Which makes a five-minute pitch side assessment, be it in rugby, soccer, NFL or elsewhere, a fairly unhelpful approach if an accurate diagnosis is to be made.
“The rule should be ‘if in doubt, sit them out’,” said Stewart.” And if you have enough suspicion that a player is concussed to want to conduct a pitch side assessment, then there’s enough doubt there already to take them out of play.”
Stewart and Hardy both called for more education and awareness of the symptoms of concussion, its risks, and the possible long-term damage it can cause.

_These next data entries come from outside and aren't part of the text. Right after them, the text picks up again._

use async_trait::async_trait;
use conveyor_item::{Item, Mask, Query};

use crate::part::PartRepository;
use crate::Error;

/// Wraps [`conveyor_files::Core`] as a part repository. Ignores every field
/// of a query/mask except `digest` — the blob store has no notion of kind,
/// status, or metadata.
pub struct FilesPart {
    core: conveyor_files::Core,
}

impl FilesPart {
    pub fn new(core: conveyor_files::Core) -> Self {
        FilesPart { core }
    }
}

#[async_trait]
impl PartRepository for FilesPart {
    async fn append(&self, item: &Item) -> Result<(), Error> {
        Ok(self.core.append(&item.data).await?)
    }

    async fn get(
        &self,
        _query: &Query,
        accumulator: &conveyor_item::Part,
    ) -> Result<Vec<conveyor_item::Part>, Error> {
        let digest = accumulator
            .digest
            .ok_or_else(|| Error::ValidationError("files part requires a digest in the accumulator".into()))?;
        let data = self.core.get(digest).await?;
        let mut merged = accumulator.clone();
        merged.data = Some(data);
        Ok(vec![merged])
    }

    /// A no-op unless `new` carries data differing from what's already
    /// stored: reservation and status changes never touch the blob layer,
    /// since an item's identity tuple `(kind, digest, chain, created)`
    /// holds its digest fixed across a mutation.
    async fn setitem(&self, _old: &conveyor_item::Part, new: &conveyor_item::Part) -> Result<(), Error> {
        if let Some(data) = &new.data {
            self.core.append(data).await?;
        }
        Ok(())
    }

    async fn delitem(&self, item: &conveyor_item::Part) -> Result<(), Error> {
        let digest = item
            .digest
            .ok_or_else(|| Error::ValidationError("files part requires a digest to delete".into()))?;
        Ok(self.core.delete(digest).await?)
    }

    async fn contains(&self, mask: &Mask) -> Result<bool, Error> {
        let digest = mask
            .digest
            .ok_or_else(|| Error::ValidationError("files part requires a digest mask".into()))?;
        Ok(self.core.contains(digest).await)
    }

    async fn transaction(&self) -> Result<Box<dyn PartRepository>, Error> {
        Ok(Box::new(FilesPart::new(self.core.transaction())))
    }

    async fn commit_transaction(&self) -> Result<(), Error> {
        Ok(self.core.commit_transaction().await?)
    }

    async fn len(&self) -> Result<u64, Error> {
        Ok(self.core.len().await?)
    }

    async fn clear(&self) -> Result<(), Error> {
        Ok(self.core.clear().await?)
    }
}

While relatively few studies have been conducted in rugby players, American footballers and boxers have been presented with new and disturbing evidence in recent years, partly thanks to advances in modern neuroscience which mean scientists know more than ever about chronic brain damage.
It has various names – including punch drunk syndrome, dementia pugilistica and chronic traumatic encephalopathy (CTE) – but comes down to the same thing: The long-term trauma that can result from frequent knocks to the head.

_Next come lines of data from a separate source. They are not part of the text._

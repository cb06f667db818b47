use std::collections::HashMap;

/// A `{value -> description, description -> value}` pair for one enum
/// table. Snapshots are replaced wholesale on [`super::Cache::load`] — never
/// mutated in place — so a reader holding a clone of one never observes a
/// torn state.
#[derive(Default, Clone)]
pub struct Bimap {
    by_value: HashMap<i32, String>,
    by_description: HashMap<String, i32>,
}

impl Bimap {
    pub fn from_rows(rows: impl IntoIterator<Item = (i32, String)>) -> Self {
        let mut by_value = HashMap::new();
        let mut by_description = HashMap::new();
        for (value, description) in rows {
            by_value.insert(value, description.clone());
            by_description.insert(description, value);
        }
        Bimap {
            by_value,
            by_description,
        }
    }

    pub fn value_of(&self, description: &str) -> Option<i32> {
        self.by_description.get(description).copied()
    }

    pub fn description_of(&self, value: i32) -> Option<&str> {
        self.by_value.get(&value).map(String::as_str)
    }
}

Hardy explains that within the soft mass of the brain tissue, the blood vessels are more fibrous and strong – a bit like wires. When the head is hit, especially in a rotational movement, one of two things can happen – either the blood vessel can snap, leading to a haemorrhage, or there can be microscopic tearing of the tissue around the vessel.
It is this microscopic damage, often not picked up by doctors at pitch side, or even noticed by the players, that is the most likely cause of long-term brain harm.
A study published last month found “profound abnormalities” in brain activity scans of former NFL players.
Such findings are not just in men. A small study of female soccer players published earlier this year found evidence of “mild traumatic brain injury of the frontal lobes” caused by repeatedly bouncing a football off the head.
Hardy, whose main concern is about boxing – which he describes as little more than “watching people inflict brain damage on each other” – says he was horrified to see women’s boxing at the London 2012 Olympic Games.
Stewart says the key issue is the brain, not the sport, the person, their age or their gender.
“A brain injury is a brain injury is a brain injury,” he said. “When it gets injured, the brain has no idea what sport it’s playing or where it is.”